Board viewBoard IR view

However the AD is overreading the air temperature by a large margin. The recorded temperature climbs by about 3 degrees in 2 hours from the board being switched on, for the same air temperature.

Here are some options what the problem could be-

a. The part itself has a fault, though not sure what that would be as it is correctly transmitting its temperature.

b. The two power leads are taking heat from the board up into the part.

c. The part is disappating heat inside itself caused by 3.3V PSU noise.

d. The part is picking up radient heat from the board. (The cardboard pad is there to reduce this.)

e. The air near the board itself is warming up and warming up the part. Howver the AD seems to be hotter than the cardboard pad.

I did a test with AD22103s on a breadboard, with a 1mA output load, and they read the air temp correctly.

What I am asking is any comments what the cause could be?
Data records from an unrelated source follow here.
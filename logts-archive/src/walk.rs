//! Lazy enumeration of the regular files below a source directory.

use std::fs;
use std::io;
use std::path::{Component, Path, PathBuf};

use jwalk::{Parallelism, WalkDir};

use crate::error::ArchiveError;

type Entries = Box<dyn Iterator<Item = Result<jwalk::DirEntry<((), ())>, jwalk::Error>>>;

/// A regular file found by the [`Enumerator`], ready to be handed to a worker.
#[derive(Debug)]
pub struct FileTask {
    /// Path to the file on the filesystem.
    pub path: PathBuf,
    /// Path relative to the source root, used as the entry name. Only normal
    /// components, kept as raw bytes so names need not be UTF-8.
    pub name: PathBuf,
    /// Metadata snapshot taken at enumeration time.
    pub metadata: fs::Metadata,
}

/// Walks a directory tree depth-first, lexically within each directory,
/// yielding one [`FileTask`] per regular file.
///
/// The first error ends the walk: it is yielded once and the iterator is
/// fused afterwards. Tasks yielded before the error remain valid.
pub struct Enumerator {
    root: PathBuf,
    entries: Entries,
    skip: Option<PathBuf>,
    finished: bool,
}

impl Enumerator {
    pub fn new<P: AsRef<Path>>(root: P) -> Enumerator {
        let root = root.as_ref().to_path_buf();
        let entries = WalkDir::new(&root)
            .sort(true)
            .skip_hidden(false)
            .follow_links(false)
            .parallelism(Parallelism::Serial)
            .into_iter();

        Enumerator {
            root,
            entries: Box::new(entries),
            skip: None,
            finished: false,
        }
    }

    /// Never yield `path`. Used to keep the archive being written out of itself.
    pub fn skip_path(mut self, path: Option<PathBuf>) -> Enumerator {
        self.skip = path;
        self
    }

    fn fail(&mut self, error: ArchiveError) -> Option<Result<FileTask, ArchiveError>> {
        self.finished = true;
        Some(Err(error))
    }
}

impl Iterator for Enumerator {
    type Item = Result<FileTask, ArchiveError>;

    fn next(&mut self) -> Option<Self::Item> {
        loop {
            if self.finished {
                return None;
            }

            let mut entry = match self.entries.next()? {
                Ok(entry) => entry,
                Err(err) => {
                    let path = err
                        .path()
                        .map(Path::to_path_buf)
                        .unwrap_or_else(|| self.root.clone());
                    return self.fail(ArchiveError::Enumerate {
                        path,
                        source: io::Error::from(err),
                    });
                }
            };

            let path = entry.path();

            if entry.file_type().is_dir() {
                // jwalk attaches a failed listing to the directory's own entry.
                if let Some(err) = entry.read_children_error.take() {
                    return self.fail(ArchiveError::Enumerate {
                        path,
                        source: io::Error::from(err),
                    });
                }
                continue;
            }

            if entry.depth == 0 {
                return self.fail(ArchiveError::Enumerate {
                    path,
                    source: io::Error::new(io::ErrorKind::InvalidInput, "not a directory"),
                });
            }

            if self.skip.as_deref() == Some(path.as_path()) {
                tracing::debug!(file = %path.display(), "skipping archive being written");
                continue;
            }

            // Follows symlinks, so a link to a file is archived with the
            // target's size and content. A dangling link still gets a task;
            // opening it fails in the worker and only that file is lost.
            let metadata = match fs::metadata(&path) {
                Ok(metadata) => metadata,
                Err(source) => match fs::symlink_metadata(&path) {
                    Ok(link) if link.file_type().is_symlink() => {
                        tracing::debug!(
                            file = %path.display(),
                            error = %source,
                            "dangling symlink"
                        );
                        link
                    }
                    _ => return self.fail(ArchiveError::Enumerate { path, source }),
                },
            };

            if metadata.is_dir() {
                continue;
            }

            if !metadata.is_file() && !metadata.file_type().is_symlink() {
                tracing::debug!(file = %path.display(), "skipping special file");
                continue;
            }

            let name = match entry_name(&self.root, &path) {
                Some(name) => name,
                None => return self.fail(ArchiveError::InvalidEntryPath { path }),
            };

            return Some(Ok(FileTask {
                path,
                name,
                metadata,
            }));
        }
    }
}

/// Name of `path` below `root`, made of normal components only.
///
/// The tar writer joins these with `/`, whatever the platform separator.
pub fn entry_name(root: &Path, path: &Path) -> Option<PathBuf> {
    let relative = path.strip_prefix(root).ok()?;
    let mut name = PathBuf::new();

    for component in relative.components() {
        match component {
            Component::Normal(part) => name.push(part),
            Component::CurDir => {}
            _ => return None,
        }
    }

    if name.as_os_str().is_empty() {
        return None;
    }

    Some(name)
}
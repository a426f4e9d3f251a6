//! Filesystem helpers for naming and creating the output archive.

use std::fs::{File, OpenOptions};
use std::io::ErrorKind;
use std::path::{Path, PathBuf};

use chrono::NaiveDateTime;

use crate::error::ArchiveError;

pub const ARCHIVE_PREFIX: &str = "logts";
pub const ARCHIVE_EXTENSION: &str = "tar.gz";

/// `logts_<basename>-<YYYYMMDD>-<HHMMSS>.tar.gz`
pub fn archive_file_name(source: &Path, at: NaiveDateTime) -> String {
    format!(
        "{}_{}-{}.{}",
        ARCHIVE_PREFIX,
        source_basename(source),
        at.format("%Y%m%d-%H%M%S"),
        ARCHIVE_EXTENSION
    )
}

/// Last component of `source`, resolving `.`, `..` and the like through the
/// canonical path. The filesystem root has no name and becomes `root`.
pub fn source_basename(source: &Path) -> String {
    let named = |path: &Path| {
        path.file_name()
            .map(|name| name.to_string_lossy().into_owned())
    };

    named(source)
        .or_else(|| source.canonicalize().ok().and_then(|p| named(&p)))
        .unwrap_or_else(|| "root".to_string())
}

/// Where the archive goes when no destination is given: next to the source
/// directory, so it is never written into the tree being archived.
pub fn default_destination(source: &Path) -> PathBuf {
    let source = source
        .canonicalize()
        .unwrap_or_else(|_| source.to_path_buf());

    match source.parent() {
        Some(parent) => parent.to_path_buf(),
        None => source,
    }
}

/// Create the archive file, refusing to overwrite an existing one.
pub fn create_archive_file(path: &Path) -> Result<File, ArchiveError> {
    OpenOptions::new()
        .write(true)
        .create_new(true)
        .open(path)
        .map_err(|source| match source.kind() {
            ErrorKind::AlreadyExists => ArchiveError::ArchiveExists {
                path: path.to_path_buf(),
            },
            _ => ArchiveError::CreateArchive {
                path: path.to_path_buf(),
                source,
            },
        })
}
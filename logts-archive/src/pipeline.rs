//! The coordinator wiring enumerator, worker pool and writer together.
//!
//! ```text
//!  caller thread           worker threads             writer thread
//!  Enumerator --tasks--> [ open + header ] x N --units--> ArchiveWriter --> tar/gz/sink
//! ```
//!
//! Both queues are bounded, so a slow writer eventually blocks the workers,
//! and the workers eventually block the walk.

use std::fs::File;
use std::io::{BufWriter, Write};
use std::path::{Path, PathBuf};
use std::thread;

use chrono::Local;
use crossbeam_channel::{bounded, Sender};

use crate::error::ArchiveError;
use crate::fs::{archive_file_name, create_archive_file, default_destination};
use crate::report::{ArchiveEvent, Reporter};
use crate::walk::{Enumerator, FileTask};
use crate::worker::{WorkUnit, WorkerPool};
use crate::writer::{ArchiveSummary, ArchiveWriter};

pub const DEFAULT_WORKERS: usize = 4;
pub const DEFAULT_COMPRESSION_LEVEL: u32 = 6;

const WRITER_THREAD: &str = "logts-writer";

/// Options for an archiving run.
#[derive(Debug, Clone)]
pub struct ArchiveOptions {
    /// Number of worker threads opening files. Zero is treated as one.
    pub workers: usize,
    /// Capacity of each of the two queues. Defaults to twice the worker count.
    pub queue_capacity: Option<usize>,
    /// gzip level from 0 (store) to 9 (best). Larger values are capped at 9.
    pub compression_level: u32,
}

impl Default for ArchiveOptions {
    fn default() -> Self {
        Self {
            workers: DEFAULT_WORKERS,
            queue_capacity: None,
            compression_level: DEFAULT_COMPRESSION_LEVEL,
        }
    }
}

impl ArchiveOptions {
    pub fn workers(mut self, workers: usize) -> Self {
        self.workers = workers;
        self
    }

    pub fn queue_capacity(mut self, capacity: usize) -> Self {
        self.queue_capacity = Some(capacity);
        self
    }

    pub fn compression_level(mut self, level: u32) -> Self {
        self.compression_level = level;
        self
    }

    pub fn effective_workers(&self) -> usize {
        self.workers.max(1)
    }

    pub fn effective_queue_capacity(&self) -> usize {
        self.queue_capacity
            .unwrap_or_else(|| self.effective_workers() * 2)
            .max(1)
    }

    pub fn effective_compression_level(&self) -> u32 {
        self.compression_level.min(9)
    }
}

/// Where an archive was written and what went into it.
#[derive(Debug, Clone)]
pub struct ArchiveReport {
    pub path: PathBuf,
    pub summary: ArchiveSummary,
}

/// Runs one source directory through the enumerator, worker pool and writer.
pub struct ArchivePipeline<'r> {
    options: ArchiveOptions,
    reporter: &'r dyn Reporter,
    output: Option<PathBuf>,
}

impl<'r> ArchivePipeline<'r> {
    pub fn new(options: ArchiveOptions, reporter: &'r dyn Reporter) -> ArchivePipeline<'r> {
        ArchivePipeline {
            options,
            reporter,
            output: None,
        }
    }

    /// The file the archive is being written to. It is left out of the walk
    /// even if it lies inside the source, and named in the `Finished` event.
    pub fn output_path<P: Into<PathBuf>>(mut self, path: P) -> ArchivePipeline<'r> {
        self.output = Some(path.into());
        self
    }

    /// Archive every regular file below `source` into `sink`.
    ///
    /// The stream is finalized and `sink` flushed before this returns, whatever
    /// the outcome, so the caller still owns a complete (possibly partial)
    /// archive. On an enumeration error it holds the files dispatched before
    /// the error; per-file failures are only reported.
    pub fn run<W: Write + Send>(
        &self,
        source: &Path,
        sink: &mut W,
    ) -> Result<ArchiveSummary, ArchiveError> {
        let workers = self.options.effective_workers();
        let capacity = self.options.effective_queue_capacity();
        let level = self.options.effective_compression_level();
        let reporter = self.reporter;

        tracing::debug!(
            src = %source.display(),
            workers,
            capacity,
            level,
            "starting pipeline"
        );

        let (walked, written) = thread::scope(|scope| {
            let (task_tx, task_rx) = bounded::<FileTask>(capacity);
            let (unit_tx, unit_rx) = bounded::<WorkUnit>(capacity);

            let writer = ArchiveWriter::new(sink, level);
            let writer = thread::Builder::new()
                .name(WRITER_THREAD.to_string())
                .spawn_scoped(scope, move || writer.drain(unit_rx, reporter))
                .map_err(|source| ArchiveError::SpawnThread {
                    name: WRITER_THREAD.to_string(),
                    source,
                })?;

            let pool = WorkerPool::spawn(scope, workers, task_rx, unit_tx)?;

            // Dropping the sender at the end of the walk closes the intake.
            let walked = self.dispatch(source, task_tx);

            let pooled = pool.join();
            let written = writer.join().map_err(|_| ArchiveError::ThreadPanicked {
                name: WRITER_THREAD.to_string(),
            })?;
            pooled?;

            Ok::<_, ArchiveError>((walked, written))
        })?;

        let (_, summary) = written?;
        reporter.report(ArchiveEvent::Finished {
            source: source.to_path_buf(),
            destination: self.output.clone(),
            summary: summary.clone(),
        });

        walked?;
        Ok(summary)
    }

    fn dispatch(&self, source: &Path, tasks: Sender<FileTask>) -> Result<(), ArchiveError> {
        let walk = Enumerator::new(source).skip_path(self.output.clone());
        let mut dispatched = 0u64;

        for task in walk {
            let task = task?;
            if tasks.send(task).is_err() {
                tracing::warn!("worker pool stopped early; ending enumeration");
                break;
            }
            dispatched += 1;
        }

        tracing::debug!(files = dispatched, "enumeration finished");
        Ok(())
    }
}

/// Archive `source` into `<destination>/logts_<name>-<YYYYMMDD>-<HHMMSS>.tar.gz`.
///
/// Without a destination the archive is placed next to the source directory.
pub fn archive_directory(
    source: &Path,
    destination: Option<&Path>,
    options: ArchiveOptions,
    reporter: &dyn Reporter,
) -> Result<ArchiveReport, ArchiveError> {
    let source = source
        .canonicalize()
        .map_err(|err| ArchiveError::ResolveSource {
            path: source.to_path_buf(),
            source: err,
        })?;

    let destination = match destination {
        Some(dir) => dir
            .canonicalize()
            .map_err(|source| ArchiveError::CreateArchive {
                path: dir.to_path_buf(),
                source,
            })?,
        None => default_destination(&source),
    };

    let path = destination.join(archive_file_name(&source, Local::now().naive_local()));

    reporter.report(ArchiveEvent::Started {
        source: source.clone(),
        destination: path.clone(),
    });

    let mut sink = BufWriter::new(create_archive_file(&path)?);
    let pipeline = ArchivePipeline::new(options, reporter).output_path(path.clone());
    let result = pipeline.run(&source, &mut sink);

    // A partial archive left by an enumeration error is synced as well.
    let synced = sync_archive(sink);
    let summary = result?;
    synced?;

    Ok(ArchiveReport { path, summary })
}

fn sync_archive(sink: BufWriter<File>) -> Result<(), ArchiveError> {
    let file = sink
        .into_inner()
        .map_err(|err| ArchiveError::FinishArchive {
            source: err.into_error(),
        })?;

    file.sync_all()
        .map_err(|source| ArchiveError::FinishArchive { source })
}
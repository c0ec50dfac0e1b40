//! Connection configuration for an AbraFlexi server.
//!
//! Four parameters identify a backend: server URL, user, password and the
//! company (tenant) whose data is addressed. Each is independently optional
//! at the transport layer; authenticated writes need all four.

use std::env;

/// Connection parameters, usually loaded from `ABRAFLEXI_*` environment
/// variables.
#[derive(Debug, Clone, Default, PartialEq, Eq)]
pub struct Config {
    /// Server URL, e.g. `https://demo.flexibee.eu:5434`.
    pub url: Option<String>,
    pub user: Option<String>,
    pub password: Option<String>,
    /// Company identifier (the `/c/{company}` path segment).
    pub company: Option<String>,
}

impl Config {
    /// Load connection parameters from the environment.
    ///
    /// `ABRAFLEXI_LOGIN` takes precedence over `ABRAFLEXI_USER` when both
    /// are set.
    pub fn from_env() -> Self {
        Self {
            url: env::var("ABRAFLEXI_URL").ok(),
            user: env::var("ABRAFLEXI_LOGIN")
                .ok()
                .or_else(|| env::var("ABRAFLEXI_USER").ok()),
            password: env::var("ABRAFLEXI_PASSWORD").ok(),
            company: env::var("ABRAFLEXI_COMPANY").ok(),
        }
    }

    /// Server URL without a trailing slash, if configured.
    pub fn server_base(&self) -> Option<String> {
        self.url
            .as_deref()
            .map(|u| u.trim_end_matches('/').to_string())
    }

    /// Base URL for evidence resources within the configured company
    /// (`{url}/c/{company}`). Requires both url and company.
    pub fn company_base(&self) -> Option<String> {
        let base = self.server_base()?;
        let company = self.company.as_deref()?;
        Some(format!("{}/c/{}", base, company))
    }

    /// True when all four parameters needed for authenticated writes are
    /// present and non-empty.
    pub fn is_complete(&self) -> bool {
        [&self.url, &self.user, &self.password, &self.company]
            .iter()
            .all(|p| p.as_deref().is_some_and(|v| !v.is_empty()))
    }
}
From the IR view it is a bit inconclusive. I wondered if anyone out there has met this problem and what they did about it. I am planing to redesign the board with a cut-out and narrow tracks to reduce the effects that could exist but would like to check there is nothing I have not thought of.

Thanks for any comments on this.

Edits 2022-12-28

Referring to the original AD22103 as ADA, and another, new AD22103 as ADB.

ADA refitted with wires so outside the box, in the ambient air. Distance of sensor outside box (to its edge) 10mm. Wire 0.6/1 (single strand 0.6mm dia Cu).

ADA climbed 6 degrees in 2 hours.

ADB, on a breadboard, about 75mm from box edge.

ADB kept temp fine- tracked air reference sensor to within 0.2 deg over 2 hours. This is a useful check that the reading software is Ok.

ADA connected directly to PSU, measure voltage to check temp. Sensor on free wires on the bench,

Temp stable with no load.

Then added 1K load to ground from output.

Temp stable with load. (This was a surprise.)

So, I thought, the solution would be to take ADB, use long wires to the sensor is outside the box, solder it on, and that would be it.

And it wasn't.

ADB on board - Version 2, sensor mounted 0.6/1 wire as before, sensor 50mm from box edge.

In 30 min, temp climbed 2 degrees away from reference. I checked the voltages as the PSU comes from the board itself, the same to 1mV. Voltage out of the ADB had increased corresponding the the temperature rise.

I know the PCB is warming up, but is it possible to conduct enough energy down the wires to heat up the package this much? Maybe I should, as was suggested, put a piece of copper on the sensor and see the effect. I will try that next. Maybe that is why the breadboard and the bench tests worked- there was nothing warming them up at all.

Here is a picture of the sensor for this test.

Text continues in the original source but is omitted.